Desde esta impotencia no reconocida como imposibilidad las políticas de lenguaje inclusivo, transforman su reivindicación al Otro en un forzamiento, en un “ejercicio de poder”2 sobre el lenguaje y su uso. Los detractores de la apuesta por el lenguaje inclusivo, por su parte, no dejan de situarse asimismo en “el ejercicio de un poder”, ya que ambos fracasan en el intento de “sostener auténticamente una praxis”. En este caso, la praxis que implica hacer algo con ese goce fuera de orden que se impone (y que es representado por lo femenino u otras alternativas de identificación sexual), la praxis del “saber hacer” con el no-todo bajo la ley del falo que hace vivible ese goce.

Sin embargo, no podemos olvidarnos del valor que Lacan reconocía al discurso de la histeria de hacer avanzar el saber. ¿Cómo podemos entender este avance en el saber en lo que respecta a la apuesta por el lenguaje inclusivo?. Esta apuesta hace saber al discurso del Amo acerca del impasse del dit-femme/diffâme lacaniano. Hace saber que el Otro del lenguaje no es un Otro neutro únicamente marcado por la singularidad de los seres hablantes implicados, sino que es un Otro marcado por su modo peculiar de tratar lo femenino. El Otro del lenguaje que encarnaron nuestros Otros primordiales se acercaba a lo femenino desde la invisibilización, la desvalorización, el recubrimiento por lo imaginario y la referencia a su relación al otro y es muy distinto del Otro del lenguaje que encarnan los Otros primordiales hoy en el que se criminaliza cualquier acercamiento al antiguo modo de tratar lo femenino y en el que lo masculino está en el banquillo de los acusados.

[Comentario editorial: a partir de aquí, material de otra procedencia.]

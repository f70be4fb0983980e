use crate::core::error::SettlementError;
use crate::core::participant::{validate_all, Participant, ParticipantId};
use log::debug;
use rust_decimal::Decimal;
use serde::Serialize;

/// The caller-owned list of participants in a pool.
///
/// The roster is the collaborator side of the settlement contract: it holds
/// participants in insertion order, validates edits, and hands out ids.
/// Ids are monotonic and never reused, even after removal.
///
/// # Examples
///
/// ```
/// use pool_settlement::core::roster::ParticipantRoster;
/// use rust_decimal_macros::dec;
///
/// let mut roster = ParticipantRoster::new();
/// let a = roster.add("Asha", dec!(100), dec!(200)).unwrap();
/// let b = roster.add("Ravi", dec!(100), dec!(0)).unwrap();
/// roster.remove(a).unwrap();
/// let c = roster.add("Meera", dec!(50), dec!(0)).unwrap();
///
/// assert_ne!(c, a);
/// assert_ne!(c, b);
/// assert_eq!(roster.len(), 2);
/// ```
#[derive(Debug, Clone, Default, Serialize)]
pub struct ParticipantRoster {
    participants: Vec<Participant>,
    next_id: u64,
}

impl ParticipantRoster {
    pub fn new() -> Self {
        Self {
            participants: Vec::new(),
            next_id: 1,
        }
    }

    /// A roster of `count` blank entries named "User 1" through "User n".
    pub fn with_placeholders(count: usize) -> Self {
        let mut roster = Self::new();
        for i in 1..=count {
            roster.push_unchecked(format!("User {}", i), Decimal::ZERO, Decimal::ZERO);
        }
        roster
    }

    /// Validate and append a new participant, returning its id.
    pub fn add(
        &mut self,
        name: impl Into<String>,
        amount_invested: Decimal,
        amount_won: Decimal,
    ) -> Result<ParticipantId, SettlementError> {
        let id = self.peek_id();
        let candidate = Participant::new(id.value(), name, amount_invested, amount_won);
        candidate.validate()?;
        self.next_id = id.value() + 1;
        debug!("added participant {} ({})", id, candidate.name());
        self.participants.push(candidate);
        Ok(id)
    }

    /// Remove a participant. Its id is retired.
    pub fn remove(&mut self, id: ParticipantId) -> Result<Participant, SettlementError> {
        let idx = self.index_of(id)?;
        debug!("removed participant {}", id);
        Ok(self.participants.remove(idx))
    }

    pub fn rename(
        &mut self,
        id: ParticipantId,
        name: impl Into<String>,
    ) -> Result<(), SettlementError> {
        let idx = self.index_of(id)?;
        let mut updated = self.participants[idx].clone();
        updated.set_name(name.into());
        updated.validate()?;
        self.participants[idx] = updated;
        Ok(())
    }

    pub fn set_amounts(
        &mut self,
        id: ParticipantId,
        amount_invested: Decimal,
        amount_won: Decimal,
    ) -> Result<(), SettlementError> {
        let idx = self.index_of(id)?;
        let mut updated = self.participants[idx].clone();
        updated.set_amounts(amount_invested, amount_won);
        updated.validate()?;
        self.participants[idx] = updated;
        Ok(())
    }

    /// Build a roster from existing participants, keeping their ids.
    ///
    /// Every participant is validated and ids must be unique. New ids
    /// continue after the largest one.
    pub fn try_from_participants(
        participants: impl IntoIterator<Item = Participant>,
    ) -> Result<Self, SettlementError> {
        let participants: Vec<Participant> = participants.into_iter().collect();
        validate_all(&participants)?;
        let next_id = participants
            .iter()
            .map(|p| p.id().value() + 1)
            .max()
            .unwrap_or(1);
        Ok(Self {
            participants,
            next_id,
        })
    }

    pub fn get(&self, id: ParticipantId) -> Option<&Participant> {
        self.participants.iter().find(|p| p.id() == id)
    }

    /// Participants in insertion order; this is the slice the engine borrows.
    pub fn participants(&self) -> &[Participant] {
        &self.participants
    }

    pub fn len(&self) -> usize {
        self.participants.len()
    }

    pub fn is_empty(&self) -> bool {
        self.participants.is_empty()
    }

    fn peek_id(&self) -> ParticipantId {
        ParticipantId::new(self.next_id.max(1))
    }

    fn push_unchecked(&mut self, name: String, amount_invested: Decimal, amount_won: Decimal) {
        let id = self.peek_id();
        self.next_id = id.value() + 1;
        self.participants
            .push(Participant::new(id.value(), name, amount_invested, amount_won));
    }

    fn index_of(&self, id: ParticipantId) -> Result<usize, SettlementError> {
        self.participants
            .iter()
            .position(|p| p.id() == id)
            .ok_or(SettlementError::UnknownParticipant(id))
    }
}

Desde esta hipótesis quizás se podría entender que el cuestionamiento que hoy viven los sujetos respecto a las identificaciones sexuales y a la multiplicación de las formas de goce, sería hijo de que sus marcas singulares vienen de un Otro del lenguaje afectado por las revueltas que supusieron los movimientos de “liberación” que prosperaron en la segunda mitad del siglo XX. En ese caso, estaría por ver qué efectos tendrá este forzamiento del Otro del lenguaje que implica el lenguaje inclusivo en las marcas singulares de los seres hablantes que ahora llegan a él.

*Este texto fue presentado en la Comunidad de Madrid en el espacio Tercer encuentro hacia PIPOL 11.

 

Notas:

  1. Lacan, J. El Seminario, libro 20, Aún, Buenos Aires, Paidós, 2008, p. 103.
  2. Lacan, J. “La dirección de la cura y los principios de su poder”, Escritos 2, México, Siglo XXI editores, 2003, p. 566.